Liège Eric Vandebon a conservé tout son sang-froid pendant et après ce match fou face à La Calamine

La journée avait bien commencé : les U6 d’Eric Vandebon accompagnaient les acteurs lors de leur entrée en scène sous un soleil généreux. Quarante-cinq minutes plus tard, l’ambiance festive avait fait place à la consternation, avec un 0-3 bien tassé au marquoir. "Notre premier acte a été scandaleux, honteux ! En défense, nous avons été abandonnés. Durant la pause, j’ai évoqué notre amour-propre et j’ai dit qu’il était temps de tout donner", lâchait le capitaine liégeois, qui a été l’un des artisans de la Rocourtada en inscrivant un penalty. "D’ordinaire, c’est Laurent Dethier qui les tire (NdlR : avec succès, puisqu’il en a converti 9 cette saison !), mais il m’a fait ce cadeau parce que mes gamins des U6 étaient là. Je l’en remercie."

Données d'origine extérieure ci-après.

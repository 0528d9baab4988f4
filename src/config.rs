use std::time::Duration;

use crate::error::SystemError;
use crate::rate::Period;
use crate::Runtime::context::DEFAULT_STACK_SIZE;

/// Smallest consumer stack we agree to spawn with.
pub const MIN_STACK_SIZE: usize = 16 * 1024;

/// Startup configuration. Everything here is fixed once the system runs,
/// except the period, which the rate controller may change later.
#[derive(Debug, Clone)]
pub struct Config {
    /// Initial production period.
    pub period: Period,
    /// Slots in the authorized channel.
    pub channel_capacity: usize,
    /// Slots in the shadow channel.
    pub shadow_capacity: usize,
    /// Stack size for the restricted consumer context.
    pub consumer_stack_size: usize,
    /// Interval of the "main alive" log line in the binary.
    pub heartbeat: Duration,
}

impl Default for Config {
    fn default() -> Self {
        Self {
            period: Period::default(),
            channel_capacity: 16,
            shadow_capacity: 1,
            consumer_stack_size: DEFAULT_STACK_SIZE,
            heartbeat: Duration::from_secs(5),
        }
    }
}

impl Config {
    pub fn with_period(mut self, period: Period) -> Self {
        self.period = period;
        self
    }

    pub fn with_channel_capacity(mut self, capacity: usize) -> Self {
        self.channel_capacity = capacity;
        self
    }

    pub fn validate(&self) -> Result<(), SystemError> {
        for (what, capacity) in [
            ("channel capacity", self.channel_capacity),
            ("shadow capacity", self.shadow_capacity),
        ] {
            if !capacity.is_power_of_two() {
                return Err(SystemError::InvalidConfig(format!(
                    "{what} must be a non-zero power of two, got {capacity}"
                )));
            }
        }
        if self.consumer_stack_size < MIN_STACK_SIZE {
            return Err(SystemError::InvalidConfig(format!(
                "consumer stack size must be at least {MIN_STACK_SIZE} bytes, got {}",
                self.consumer_stack_size
            )));
        }
        if self.heartbeat.is_zero() {
            return Err(SystemError::InvalidConfig("heartbeat must be non-zero".into()));
        }
        Ok(())
    }
}
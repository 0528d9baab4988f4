pub mod fault;
pub mod grant;
pub mod monitor;

pub use fault::{FaultReason, PermissionFault};
pub use grant::{ContextId, GrantTable, GrantTableBuilder, Rights};
pub use monitor::AccessMonitor;
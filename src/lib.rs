// Module naming follows project convention (IPC = inter-context channels)
#[allow(non_snake_case)]
pub mod IPC;
#[allow(non_snake_case)]
pub mod Core;
#[allow(non_snake_case)]
pub mod Security;
#[allow(non_snake_case)]
pub mod Runtime;
#[allow(non_snake_case)]
pub mod Debug;

pub mod config;
pub mod console;
pub mod error;
pub mod rate;
pub mod system;

pub use config::Config;
pub use error::{ChannelError, PeriodError, RateError, SystemError};
pub use rate::Period;
pub use system::{SecureCounter, Status};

Une preuve que de réels liens unissent les joueurs, qui ont su se transcender, même si certains faits de match sont à pointer. "Sur les exclusions, je suis trop loin de l’action pour juger. Quant aux penalties, on peut discuter sur le premier, mais j’estime qu’il y a bien un hands sur le second", poursuit le défenseur, qui veut se servir de ce match pour la suite. "Nous n’avons aucune excuse à faire valoir quant à notre premier acte, mais nous avons ensuite prouvé que nous étions prêts physiquement et que le caractère et l’envie étaient là. L’issue heureuse doit constituer un adjuvant moral pour le tour final."

Comme les entrées au jeu d’excellente facture de Jiyar et de Kenne, deux garçons qui ont besoin de confiance et qui peuvent apporter beaucoup de fraîcheur et de percussion. Les Sang et Marine ont désormais atteint la barre tout à fait respectable des 60 points, mais ils font douter leurs plus chauds partisans, après leurs prestations à Waremme, Durbuy et ce dimanche, durant la moitié du match. Il reste deux rencontres à livrer, dont un déplacement à La Louvière qui pourrait servir de répétition, pour bien tourner le bouton et entamer les playoffs avec la rage au ventre.